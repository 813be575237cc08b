//! Generation sink: the external image-synthesis collaborator
//!
//! The engine's job ends at a flattened PNG; turning that composite into a
//! photorealistic mockup is someone else's. This module defines the seam:
//! a request/response pair and the [`GenerationSink`] trait, plus an
//! offline [`EchoSink`] that simply hands the composite back, which keeps
//! the whole pipeline runnable in tests and air-gapped environments.

use crate::assets::AssetKind;
use crate::error::{Error, Result};

/// A finished composite plus the instructions the collaborator needs.
#[derive(Debug, Clone)]
pub struct GenerationRequest {
    /// The flattened composite, PNG encoded.
    pub png_data: Vec<u8>,
    /// Free-form user instruction (surface treatment, lighting, ...).
    pub instruction: String,
    /// Aspect-ratio label of the requested output, e.g. "1:1".
    pub aspect: String,
    /// Resolution-tier label, e.g. "1K" or "2K".
    pub tier: String,
}

/// The collaborator's answer: one synthesized raster image.
#[derive(Debug, Clone)]
pub struct GeneratedImage {
    pub png_data: Vec<u8>,
}

/// External generation collaborator. Calls are opaque and synchronous from
/// the caller's point of view; retry/backoff policy belongs to the
/// implementation behind the seam, never to the engine.
pub trait GenerationSink: Send + Sync {
    /// Turn a rough composite into a finished mockup. Failures are
    /// propagated as [`Error::Generation`] without retrying.
    fn generate(&self, request: &GenerationRequest) -> Result<GeneratedImage>;

    /// Synthesize a brand-new asset from a text prompt.
    fn generate_asset(&self, prompt: &str, kind: AssetKind) -> Result<GeneratedImage>;
}

/// Offline sink: returns the composite unchanged and synthesizes flat
/// placeholder assets. Used when no endpoint is configured and throughout
/// the test suites.
#[derive(Debug, Default)]
pub struct EchoSink;

impl EchoSink {
    pub fn new() -> Self {
        EchoSink
    }
}

impl GenerationSink for EchoSink {
    fn generate(&self, request: &GenerationRequest) -> Result<GeneratedImage> {
        if request.png_data.is_empty() {
            return Err(Error::Generation("empty composite".into()));
        }
        Ok(GeneratedImage {
            png_data: request.png_data.clone(),
        })
    }

    fn generate_asset(&self, _prompt: &str, kind: AssetKind) -> Result<GeneratedImage> {
        // A neutral placeholder: white square for products, mid-grey for logos
        let shade = match kind {
            AssetKind::Product => 255u8,
            AssetKind::Logo => 128u8,
        };
        let img = image::RgbaImage::from_pixel(64, 64, image::Rgba([shade, shade, shade, 255]));
        let mut png_data = Vec::new();
        img.write_to(&mut std::io::Cursor::new(&mut png_data), image::ImageFormat::Png)
            .map_err(|e| Error::Encode(e.to_string()))?;
        Ok(GeneratedImage { png_data })
    }
}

(EXERCISE INSTRUCTIONS): In the records above, locate the lines holding the word "that". Copy each of them.

(EXERCISE SOLUTION):
//! The engine's job ends at a flattened PNG; turning that composite into a
//! offline [`EchoSink`] that simply hands the composite back, which keeps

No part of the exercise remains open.